__The input__.
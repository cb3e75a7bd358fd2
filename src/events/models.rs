use chrono::{DateTime, Utc};
use diesel::prelude::*;

use crate::db;
use crate::errors::ServiceError;
use crate::events::registration;
use crate::schema::events;
use crate::users::User;
use crate::validator;

#[derive(Debug, Clone, Copy, PartialEq, Eq, Serialize, Deserialize)]
#[serde(rename_all = "SCREAMING_SNAKE_CASE")]
pub enum EventKind {
    /// players register as a pair
    Tournament,
    /// players register on their own
    OpenCourt,
}

impl EventKind {
    pub fn parse(kind: &str) -> Option<EventKind> {
        match kind {
            "TOURNAMENT" => Some(EventKind::Tournament),
            "OPEN_COURT" => Some(EventKind::OpenCourt),
            _ => None,
        }
    }
}

impl std::fmt::Display for EventKind {
    fn fmt(&self, f: &mut std::fmt::Formatter<'_>) -> std::fmt::Result {
        match self {
            EventKind::Tournament => write!(f, "TOURNAMENT"),
            EventKind::OpenCourt => write!(f, "OPEN_COURT"),
        }
    }
}

/// A club-run tournament or open-court session.
#[derive(Debug, Clone, Serialize, Queryable, Identifiable)]
pub struct Event {
    pub id: i64,
    pub club_id: i64,
    pub name: String,
    pub kind: String,
    pub starts_at: DateTime<Utc>,
    pub ends_at: DateTime<Utc>,
    pub pairs: Vec<String>,
    pub max_pairs: i16,
    pub registered_users: Vec<i64>,
    /// price in cents
    pub price: i64,
    pub created_at: DateTime<Utc>,
    pub updated_at: Option<DateTime<Utc>>,
}

/// **POST /api/events**
#[derive(Debug, Clone, Deserialize)]
pub struct CreateEvent {
    pub name: String,
    pub kind: EventKind,
    pub starts_at: DateTime<Utc>,
    pub ends_at: DateTime<Utc>,
    pub max_pairs: i16,
    #[serde(default)]
    pub price: i64,
}

#[derive(Insertable)]
#[table_name = "events"]
struct NewEvent<'a> {
    club_id: i64,
    name: &'a str,
    kind: String,
    starts_at: DateTime<Utc>,
    ends_at: DateTime<Utc>,
    max_pairs: i16,
    price: i64,
}

/// **PATCH /api/events/{id}**
#[derive(Debug, Deserialize, AsChangeset)]
#[table_name = "events"]
pub struct UpdateEvent {
    pub name: Option<String>,
    pub starts_at: Option<DateTime<Utc>>,
    pub ends_at: Option<DateTime<Utc>>,
    pub max_pairs: Option<i16>,
    pub price: Option<i64>,
}

/// **POST /api/events/{id}/join**
///
/// Tournaments need the name of the partner, open courts ignore it.
#[derive(Debug, Default, Deserialize)]
pub struct JoinEvent {
    pub partner: Option<String>,
}

/// **POST /api/events/{id}/cancel**
///
/// Tournament registrations are cancelled by pair name,
/// open court registrations by the user in the session.
#[derive(Debug, Default, Deserialize)]
pub struct CancelRegistration {
    pub pair: Option<String>,
}

#[derive(Debug, Deserialize)]
pub struct EventFilter {
    pub club_id: Option<i64>,
    pub kind: Option<EventKind>,
    /// default false, set to true to also list events that already started
    pub include_past: Option<bool>,
}

/// Who is cancelling a registration
#[derive(Debug, Clone, Copy)]
pub enum Canceller {
    Player(i64),
    Club(i64),
}

impl Event {
    pub fn create(new_event: &CreateEvent, club_id: i64, conn: &db::Conn) -> Result<Event, ServiceError> {
        let event = diesel::insert_into(events::table)
            .values(&NewEvent {
                club_id,
                name: new_event.name.trim(),
                kind: new_event.kind.to_string(),
                starts_at: new_event.starts_at,
                ends_at: new_event.ends_at,
                max_pairs: new_event.max_pairs,
                price: new_event.price,
            })
            .get_result::<Event>(conn)?;

        Ok(event)
    }

    pub fn find(id: i64, conn: &db::Conn) -> Result<Event, ServiceError> {
        let event = events::table.find(id).first::<Event>(conn)?;

        Ok(event)
    }

    pub fn find_all(filter: EventFilter, conn: &db::Conn) -> Result<Vec<Event>, ServiceError> {
        let mut query = events::table.order(events::starts_at).into_boxed();

        if !filter.include_past.unwrap_or(false) {
            query = query.filter(events::starts_at.gt(diesel::dsl::now));
        }

        if let Some(club_id) = filter.club_id {
            query = query.filter(events::club_id.eq(club_id));
        }

        if let Some(kind) = filter.kind {
            query = query.filter(events::kind.eq(kind.to_string()));
        }

        let events = query.load::<Event>(conn)?;
        Ok(events)
    }

    /// the events a player registered for
    pub fn find_by_player(user_id: i64, conn: &db::Conn) -> Result<Vec<Event>, ServiceError> {
        let events = events::table
            .filter(events::registered_users.contains(vec![user_id]))
            .filter(events::ends_at.gt(diesel::dsl::now))
            .order(events::starts_at)
            .load::<Event>(conn)?;

        Ok(events)
    }

    pub fn update(
        id: i64,
        club_id: i64,
        update: &UpdateEvent,
        conn: &db::Conn,
    ) -> Result<Event, ServiceError> {
        conn.transaction::<_, ServiceError, _>(|| {
            let current = events::table.find(id).for_update().first::<Event>(conn)?;
            current.verify_owner(club_id)?;
            current.check_update(update)?;

            let event = diesel::update(events::table.find(id))
                .set((update, events::updated_at.eq(Utc::now())))
                .get_result::<Event>(conn)?;

            Ok(event)
        })
    }

    /// rejects changes that don't fit the registrations already made
    fn check_update(&self, update: &UpdateEvent) -> Result<(), ServiceError> {
        if let Some(name) = &update.name {
            validator::name(name)?;
        }

        if let Some(max_pairs) = update.max_pairs {
            if max_pairs <= 0 {
                bad_request!("an event needs room for at least one pair");
            }
            if (max_pairs as usize) < self.pairs.len() {
                bad_request!("there are already more pairs registered than that");
            }
        }

        if let Some(price) = update.price {
            if price < 0 {
                bad_request!("the price can't be negative");
            }
        }

        let starts_at = update.starts_at.unwrap_or(self.starts_at);
        if starts_at >= update.ends_at.unwrap_or(self.ends_at) {
            bad_request!("an event has to end after it starts");
        }

        Ok(())
    }

    pub fn delete(id: i64, club_id: i64, conn: &db::Conn) -> Result<(), ServiceError> {
        Event::find(id, conn)?.verify_owner(club_id)?;

        diesel::delete(events::table.find(id)).execute(conn)?;

        Ok(())
    }

    /// removes events that ended before the given time, returns the amount deleted
    pub fn delete_ended_before(before: DateTime<Utc>, conn: &db::Conn) -> Result<usize, ServiceError> {
        let deleted =
            diesel::delete(events::table.filter(events::ends_at.lt(before))).execute(conn)?;

        Ok(deleted)
    }

    #[tracing::instrument(name = "event::join", skip(join, conn))]
    pub fn join(
        event_id: i64,
        user_id: i64,
        join: JoinEvent,
        conn: &db::Conn,
    ) -> Result<Event, ServiceError> {
        conn.transaction::<_, ServiceError, _>(|| {
            let mut event = events::table
                .find(event_id)
                .for_update()
                .first::<Event>(conn)?;

            if event.starts_at <= Utc::now() {
                bad_request!("this event has already started");
            }

            let player = User::find(user_id, conn)?;

            let pair = match event.kind() {
                Some(EventKind::Tournament) => match join.partner.as_deref() {
                    Some(partner) if !partner.trim().is_empty() => {
                        registration::pair_name(&player.name, partner)
                    }
                    _ => bad_request!("a tournament registration needs the name of your partner"),
                },
                Some(EventKind::OpenCourt) => player.name.clone(),
                None => {
                    error!("event {} has an unknown kind: {}", event.id, event.kind);
                    return Err(ServiceError::InternalServerError);
                }
            };

            event.register(user_id, pair)?;
            event.save_registrations(conn)
        })
    }

    #[tracing::instrument(name = "event::cancel", skip(cancel, conn))]
    pub fn cancel(
        event_id: i64,
        canceller: Canceller,
        cancel: CancelRegistration,
        conn: &db::Conn,
    ) -> Result<Event, ServiceError> {
        conn.transaction::<_, ServiceError, _>(|| {
            let mut event = events::table
                .find(event_id)
                .for_update()
                .first::<Event>(conn)?;

            match (event.kind(), canceller) {
                (Some(EventKind::Tournament), _) => {
                    let pair = match cancel.pair.as_deref() {
                        Some(pair) => pair,
                        None => bad_request!("name the pair you want to cancel"),
                    };

                    let allowed = match canceller {
                        Canceller::Player(user_id) => event.pair_owner(pair) == Some(user_id),
                        Canceller::Club(club_id) => event.club_id == club_id,
                    };

                    if !allowed && event.pair_owner(pair).is_some() {
                        forbidden!("you can only cancel your own registration");
                    }

                    event.cancel_pair(pair)?;
                }
                (Some(EventKind::OpenCourt), Canceller::Player(user_id)) => {
                    event.cancel_user(user_id)?;
                }
                (Some(EventKind::OpenCourt), Canceller::Club(_)) => {
                    forbidden!("open court registrations are cancelled by the player");
                }
                (None, _) => {
                    error!("event {} has an unknown kind: {}", event.id, event.kind);
                    return Err(ServiceError::InternalServerError);
                }
            }

            event.save_registrations(conn)
        })
    }

    fn save_registrations(&self, conn: &db::Conn) -> Result<Event, ServiceError> {
        let event = diesel::update(events::table.find(self.id))
            .set((
                events::pairs.eq(self.pairs.clone()),
                events::registered_users.eq(self.registered_users.clone()),
                events::updated_at.eq(Utc::now()),
            ))
            .get_result::<Event>(conn)?;

        Ok(event)
    }

    pub fn verify_owner(&self, club_id: i64) -> Result<(), ServiceError> {
        if self.club_id != club_id {
            forbidden!("only the club hosting this event can change it");
        }
        Ok(())
    }
}

impl crate::validator::Validate<CreateEvent> for CreateEvent {
    fn validate(&self) -> Result<(), ServiceError> {
        validator::name(&self.name)?;

        if self.starts_at <= Utc::now() {
            bad_request!("the event can't start in the past");
        }

        if self.ends_at <= self.starts_at {
            bad_request!("an event has to end after it starts");
        }

        if self.max_pairs <= 0 {
            bad_request!("an event needs room for at least one pair");
        }

        if self.price < 0 {
            bad_request!("the price can't be negative");
        }

        Ok(())
    }
}

#[cfg(test)]
mod tests {
    use super::*;
    use crate::validator::Validator;
    use chrono::Duration;

    fn create_event() -> CreateEvent {
        let starts_at = Utc::now() + Duration::days(10);
        CreateEvent {
            name: String::from("summer cup"),
            kind: EventKind::Tournament,
            starts_at,
            ends_at: starts_at + Duration::hours(8),
            max_pairs: 16,
            price: 3000,
        }
    }

    #[test]
    fn kinds() {
        assert_eq!(EventKind::parse("OPEN_COURT"), Some(EventKind::OpenCourt));
        assert_eq!(EventKind::parse("tournament"), None);
        assert_eq!(EventKind::Tournament.to_string(), "TOURNAMENT");

        let kind: EventKind = serde_json::from_str("\"OPEN_COURT\"").unwrap();
        assert_eq!(kind, EventKind::OpenCourt);
    }

    #[test]
    fn valid_event() {
        assert!(Validator::new(create_event()).validate().is_ok());
    }

    #[test]
    fn invalid_events() {
        let mut no_pairs = create_event();
        no_pairs.max_pairs = 0;
        assert!(Validator::new(no_pairs).validate().is_err());

        let mut backwards = create_event();
        backwards.ends_at = backwards.starts_at - Duration::hours(1);
        assert!(Validator::new(backwards).validate().is_err());

        let mut unnamed = create_event();
        unnamed.name = String::new();
        assert!(Validator::new(unnamed).validate().is_err());
    }

    fn registered_event(pairs: &[&str], max_pairs: i16) -> Event {
        let starts_at = Utc::now() + Duration::days(3);
        Event {
            id: 1,
            club_id: 7,
            name: String::from("summer cup"),
            kind: EventKind::Tournament.to_string(),
            starts_at,
            ends_at: starts_at + Duration::hours(4),
            pairs: pairs.iter().map(|pair| pair.to_string()).collect(),
            max_pairs,
            registered_users: (1..=pairs.len() as i64).collect(),
            price: 2000,
            created_at: Utc::now(),
            updated_at: None,
        }
    }

    fn no_changes() -> UpdateEvent {
        UpdateEvent {
            name: None,
            starts_at: None,
            ends_at: None,
            max_pairs: None,
            price: None,
        }
    }

    #[test]
    fn updates_respect_registrations() {
        let event = registered_event(&["Ana / Bea", "Carl / Dan", "Eva / Fay"], 8);

        let mut shrink = no_changes();
        shrink.max_pairs = Some(2);
        match event.check_update(&shrink) {
            Err(ServiceError::BadRequest(_)) => {}
            other => panic!("expected a bad request, got {:?}", other),
        }

        let mut exact = no_changes();
        exact.max_pairs = Some(3);
        assert!(event.check_update(&exact).is_ok());

        let mut backwards = no_changes();
        backwards.ends_at = Some(event.starts_at - Duration::hours(1));
        assert!(event.check_update(&backwards).is_err());

        assert!(event.check_update(&no_changes()).is_ok());
    }
}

__Aim of the task__. Set every line down again exactly. Begin with the first line of the entries and finish with the line containing "or open-court session.".

__Response__.
repository cb3e75a7bd358fd2
filename src/events/models.rs
use chrono::{DateTime, Utc};
use diesel::prelude::*;

use crate::db;
use crate::errors::ServiceError;
use crate::events::registration;
use crate::schema::events;
use crate::users::User;
use crate::validator;

#[derive(Debug, Clone, Copy, PartialEq, Eq, Serialize, Deserialize)]
#[serde(rename_all = "SCREAMING_SNAKE_CASE")]
pub enum EventKind {
    /// players register as a pair
    Tournament,
    /// players register on their own
    OpenCourt,
}

impl EventKind {
    pub fn parse(kind: &str) -> Option<EventKind> {
        match kind {
            "TOURNAMENT" => Some(EventKind::Tournament),
            "OPEN_COURT" => Some(EventKind::OpenCourt),
            _ => None,
        }
    }
}

impl std::fmt::Display for EventKind {
    fn fmt(&self, f: &mut std::fmt::Formatter<'_>) -> std::fmt::Result {
        match self {
            EventKind::Tournament => write!(f, "TOURNAMENT"),
            EventKind::OpenCourt => write!(f, "OPEN_COURT"),
        }
    }
}

/// A club-run tournament or open-court session.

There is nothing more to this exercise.